*TASK DESCRIPTION*:
The data below is to be repeated in full, exactly as given.
━━━━━ DATA TO PROCESS ━━━━━
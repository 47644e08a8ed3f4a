use serde::Serialize;

use crate::vocab::Vocabulary;

use super::hypergraph::{ChartStats, Hypergraph};
use super::walker::Derivation;

/// Full diagnostic result for a single sentence.
#[derive(Debug, Serialize)]
pub struct ChartExplanation {
    pub sentence_id: usize,
    pub source: String,
    pub stats: ChartStats,
    pub nodes: usize,
    pub edges: usize,
    pub score: Option<f64>,
    /// The Viterbi derivation, rooted at the goal node.
    pub derivation: Option<ExplainStep>,
}

/// One edge of the derivation, with its children in slot order.
#[derive(Debug, Serialize)]
pub struct ExplainStep {
    pub label: String,
    pub start: usize,
    pub end: usize,
    /// Rule text; `None` on the goal edge.
    pub rule: Option<String>,
    pub local_score: f64,
    pub score: f64,
    pub children: Vec<ExplainStep>,
}

impl ChartExplanation {
    pub fn new(hg: &Hypergraph, vocab: &Vocabulary) -> Self {
        let derivation = hg
            .goal()
            .map(|g| step(hg, &Derivation::viterbi(hg, g), vocab));
        Self {
            sentence_id: hg.sentence().id(),
            source: hg.sentence().source().to_string(),
            stats: hg.stats(),
            nodes: hg.nodes().len(),
            edges: hg.edges().len(),
            score: hg.goal_score(),
            derivation,
        }
    }
}

fn step(hg: &Hypergraph, d: &Derivation, vocab: &Vocabulary) -> ExplainStep {
    let edge = hg.edge(d.edge);
    let label = match &edge.rule {
        Some(rule) => rule.lhs,
        None => hg.goal().map(|g| hg.node(g).label).unwrap_or_default(),
    };
    ExplainStep {
        label: vocab.word(label).map(|w| w.to_string()).unwrap_or_default(),
        start: edge.start,
        end: edge.end,
        rule: edge.rule.as_ref().map(|r| r.display(vocab)),
        local_score: edge.transition_score,
        score: edge.score,
        children: d.children.iter().map(|c| step(hg, c, vocab)).collect(),
    }
}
━━━━━
*COMPLETED TASK*:
repository 47644e08a8ed3f4a
use serde::Serialize;

use crate::vocab::Vocabulary;

use super::hypergraph::{ChartStats, Hypergraph};
use super::walker::Derivation;

/// Full diagnostic result for a single sentence.
#[derive(Debug, Serialize)]
pub struct ChartExplanation {
    pub sentence_id: usize,
    pub source: String,
    pub stats: ChartStats,
    pub nodes: usize,
    pub edges: usize,
    pub score: Option<f64>,
    /// The Viterbi derivation, rooted at the goal node.
    pub derivation: Option<ExplainStep>,
}

/// One edge of the derivation, with its children in slot order.
#[derive(Debug, Serialize)]
pub struct ExplainStep {
    pub label: String,
    pub start: usize,
    pub end: usize,
    /// Rule text; `None` on the goal edge.
    pub rule: Option<String>,
    pub local_score: f64,
    pub score: f64,
    pub children: Vec<ExplainStep>,
}

impl ChartExplanation {
    pub fn new(hg: &Hypergraph, vocab: &Vocabulary) -> Self {
        let derivation = hg
            .goal()
            .map(|g| step(hg, &Derivation::viterbi(hg, g), vocab));
        Self {
            sentence_id: hg.sentence().id(),
            source: hg.sentence().source().to_string(),
            stats: hg.stats(),
            nodes: hg.nodes().len(),
            edges: hg.edges().len(),
            score: hg.goal_score(),
            derivation,
        }
    }
}

fn step(hg: &Hypergraph, d: &Derivation, vocab: &Vocabulary) -> ExplainStep {
    let edge = hg.edge(d.edge);
    let label = match &edge.rule {
        Some(rule) => rule.lhs,
        None => hg.goal().map(|g| hg.node(g).label).unwrap_or_default(),
    };
    ExplainStep {
        label: vocab.word(label).map(|w| w.to_string()).unwrap_or_default(),
        start: edge.start,
        end: edge.end,
        rule: edge.rule.as_ref().map(|r| r.display(vocab)),
        local_score: edge.transition_score,
        score: edge.score,
        children: d.children.iter().map(|c| step(hg, c, vocab)).collect(),
    }
}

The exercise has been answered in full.